Background For successful implementation of PrEP as a HIV prevention strategy, participant’s adherence to the intervention is vital. Frequent interruption of study product, impacts its effectiveness negatively. We documented the frequency and causes of study drug interruptions among participants enrolled in the Partners PrEP Study, Thika-Kenya

Methods Between October 2008 and November 2010, we enrolled 496 HIV serodiscordant couples who were followed up to 36 months. We categorised time off study drug into two; protocol-defined, in which the parameters of withholding study drug was clearly outlined in the study protocol and participant-initiated interruption where the participant opted to stop taking study drug. Data on study drug interruptions were captured on monthly basis and documented on specific case report forms in pharmacy.

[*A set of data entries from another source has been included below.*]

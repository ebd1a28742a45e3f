//! Geometric collider shapes and their query predicates

use bevy::prelude::*;

/// Geometric shapes for collision detection
#[derive(Debug, Clone)]
pub enum CollisionShape {
    Sphere { radius: f32 },
    Cuboid { half_extents: Vec3 },
}

impl CollisionShape {
    /// Check if a world position is inside this shape
    pub fn contains_point(&self, center: Vec3, point: Vec3) -> bool {
        match self {
            CollisionShape::Sphere { radius } => point.distance(center) <= *radius,
            CollisionShape::Cuboid { half_extents } => {
                let rel = point - center;
                rel.x.abs() <= half_extents.x
                    && rel.y.abs() <= half_extents.y
                    && rel.z.abs() <= half_extents.z
            }
        }
    }

    /// Check if this shape intersects a probe sphere
    pub fn overlaps_sphere(&self, center: Vec3, position: Vec3, radius: f32) -> bool {
        match self {
            CollisionShape::Sphere { radius: own } => position.distance(center) <= own + radius,
            CollisionShape::Cuboid { half_extents } => {
                let min = center - *half_extents;
                let max = center + *half_extents;
                let closest = position.clamp(min, max);
                closest.distance(position) <= radius
            }
        }
    }

    /// Closest point on the shape's surface to an external point.
    /// A point inside a cuboid is returned unchanged.
    pub fn closest_surface_point(&self, center: Vec3, point: Vec3) -> Vec3 {
        match self {
            CollisionShape::Sphere { radius } => {
                let toward = (point - center).normalize_or_zero();
                center + toward * *radius
            }
            CollisionShape::Cuboid { half_extents } => {
                point.clamp(center - *half_extents, center + *half_extents)
            }
        }
    }

    /// Distance along a normalized ray to the first intersection, if any
    pub fn raycast(&self, center: Vec3, origin: Vec3, direction: Vec3) -> Option<f32> {
        match self {
            CollisionShape::Sphere { radius } => ray_sphere(origin, direction, center, *radius),
            CollisionShape::Cuboid { half_extents } => {
                ray_aabb(origin, direction, center - *half_extents, center + *half_extents)
            }
        }
    }

    /// Shape grown by `amount` on every side, used for sphere casts
    pub fn inflated(&self, amount: f32) -> CollisionShape {
        match self {
            CollisionShape::Sphere { radius } => CollisionShape::Sphere {
                radius: radius + amount,
            },
            CollisionShape::Cuboid { half_extents } => CollisionShape::Cuboid {
                half_extents: *half_extents + Vec3::splat(amount),
            },
        }
    }
}

fn ray_sphere(origin: Vec3, direction: Vec3, center: Vec3, radius: f32) -> Option<f32> {
    let offset = origin - center;
    let b = offset.dot(direction);
    let c = offset.length_squared() - radius * radius;
    let discriminant = b * b - c;
    if discriminant < 0.0 {
        return None;
    }
    let sqrt = discriminant.sqrt();
    let near = -b - sqrt;
    if near >= 0.0 {
        return Some(near);
    }
    let far = -b + sqrt;
    if far >= 0.0 {
        return Some(0.0); // origin inside the sphere
    }
    None
}

fn ray_aabb(origin: Vec3, direction: Vec3, min: Vec3, max: Vec3) -> Option<f32> {
    let origins = [origin.x, origin.y, origin.z];
    let directions = [direction.x, direction.y, direction.z];
    let mins = [min.x, min.y, min.z];
    let maxs = [max.x, max.y, max.z];

    let mut t_enter = f32::NEG_INFINITY;
    let mut t_exit = f32::INFINITY;

    for axis in 0..3 {
        if directions[axis].abs() < f32::EPSILON {
            if origins[axis] < mins[axis] || origins[axis] > maxs[axis] {
                return None;
            }
            continue;
        }
        let inverse = 1.0 / directions[axis];
        let mut t0 = (mins[axis] - origins[axis]) * inverse;
        let mut t1 = (maxs[axis] - origins[axis]) * inverse;
        if t0 > t1 {
            std::mem::swap(&mut t0, &mut t1);
        }
        t_enter = t_enter.max(t0);
        t_exit = t_exit.min(t1);
        if t_enter > t_exit {
            return None;
        }
    }

    if t_exit < 0.0 {
        return None;
    }
    Some(t_enter.max(0.0))
}

#[cfg(test)]
mod tests {
    use super::*;

    #[test]
    fn test_sphere_contains_point() {
        let shape = CollisionShape::Sphere { radius: 2.0 };
        let center = Vec3::ZERO;

        assert!(shape.contains_point(center, Vec3::new(1.0, 1.0, 1.0)));
        assert!(!shape.contains_point(center, Vec3::new(3.0, 0.0, 0.0)));
    }

    #[test]
    fn test_cuboid_contains_point() {
        let shape = CollisionShape::Cuboid {
            half_extents: Vec3::new(2.0, 1.0, 2.0),
        };
        let center = Vec3::ZERO;

        assert!(shape.contains_point(center, Vec3::new(1.5, 0.5, 1.5)));
        assert!(!shape.contains_point(center, Vec3::new(2.5, 0.0, 0.0)));
        assert!(!shape.contains_point(center, Vec3::new(0.0, 1.5, 0.0)));
    }

    #[test]
    fn test_sphere_overlaps_sphere() {
        let shape = CollisionShape::Sphere { radius: 1.0 };
        let center = Vec3::new(3.0, 0.0, 0.0);

        assert!(shape.overlaps_sphere(center, Vec3::ZERO, 2.5));
        assert!(!shape.overlaps_sphere(center, Vec3::ZERO, 1.5));
    }

    #[test]
    fn test_cuboid_overlaps_sphere() {
        let shape = CollisionShape::Cuboid {
            half_extents: Vec3::splat(1.0),
        };
        let center = Vec3::new(3.0, 0.0, 0.0);

        // closest face point is at x = 2
        assert!(shape.overlaps_sphere(center, Vec3::ZERO, 2.1));
        assert!(!shape.overlaps_sphere(center, Vec3::ZERO, 1.9));
    }

    #[test]
    fn test_ray_hits_sphere_front_face() {
        let shape = CollisionShape::Sphere { radius: 1.0 };
        let center = Vec3::new(5.0, 0.0, 0.0);

        let toi = shape.raycast(center, Vec3::ZERO, Vec3::X).unwrap();
        assert!((toi - 4.0).abs() < 1e-4);
    }

    #[test]
    fn test_ray_misses_sphere() {
        let shape = CollisionShape::Sphere { radius: 1.0 };
        let center = Vec3::new(5.0, 0.0, 0.0);

        assert!(shape.raycast(center, Vec3::ZERO, Vec3::Z).is_none());
        // pointing away
        assert!(shape.raycast(center, Vec3::ZERO, Vec3::NEG_X).is_none());
    }

    #[test]
    fn test_ray_hits_cuboid_top_face() {
        let shape = CollisionShape::Cuboid {
            half_extents: Vec3::new(5.0, 0.5, 5.0),
        };
        let center = Vec3::new(0.0, -0.5, 0.0);

        // straight down from above lands on the top face at y = 0
        let toi = shape
            .raycast(center, Vec3::new(1.0, 2.0, 1.0), Vec3::NEG_Y)
            .unwrap();
        assert!((toi - 2.0).abs() < 1e-4);
    }

    #[test]
    fn test_ray_parallel_to_cuboid_face() {
        let shape = CollisionShape::Cuboid {
            half_extents: Vec3::splat(1.0),
        };
        let center = Vec3::ZERO;

        // parallel ray outside the slab never enters
        assert!(
            shape
                .raycast(center, Vec3::new(-5.0, 2.0, 0.0), Vec3::X)
                .is_none()
        );
        // parallel ray inside the slab does
        assert!(
            shape
                .raycast(center, Vec3::new(-5.0, 0.5, 0.0), Vec3::X)
                .is_some()
        );
    }

    #[test]
    fn test_closest_surface_point() {
        let sphere = CollisionShape::Sphere { radius: 2.0 };
        let point = sphere.closest_surface_point(Vec3::ZERO, Vec3::new(5.0, 0.0, 0.0));
        assert!((point - Vec3::new(2.0, 0.0, 0.0)).length() < 1e-4);

        let cuboid = CollisionShape::Cuboid {
            half_extents: Vec3::splat(1.0),
        };
        let point = cuboid.closest_surface_point(Vec3::ZERO, Vec3::new(5.0, 0.5, 0.0));
        assert!((point - Vec3::new(1.0, 0.5, 0.0)).length() < 1e-4);
    }

    #[test]
    fn test_inflated() {
        let sphere = CollisionShape::Sphere { radius: 1.0 };
        match sphere.inflated(0.5) {
            CollisionShape::Sphere { radius } => assert_eq!(radius, 1.5),
            _ => panic!("sphere should inflate to a sphere"),
        }

        let cuboid = CollisionShape::Cuboid {
            half_extents: Vec3::splat(1.0),
        };
        match cuboid.inflated(0.5) {
            CollisionShape::Cuboid { half_extents } => {
                assert_eq!(half_extents, Vec3::splat(1.5));
            }
            _ => panic!("cuboid should inflate to a cuboid"),
        }
    }
}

Results We reported 152 cases of study drug interruptions, these were contributed by 128 participants. Sixty four per cent of HIV-1 uninfected participants who recorded study drug interruption were male, median age for both gender was 31.8 (IQR 26.5, 37.4) years. Sixty five (43%) of reported drug interruptions were participant initiated, cited due to marital disharmony 34 (22%), fatigue and loss of interest 24 (16%), perceived side effects in 7 (5%). The median time off study product was 90 (IQR 28, 268) days. Age, gender and education were not associated with participant-initiated interruptions. Pregnancy and possible seroconversion were some of protocol defined reasons to stop study drug.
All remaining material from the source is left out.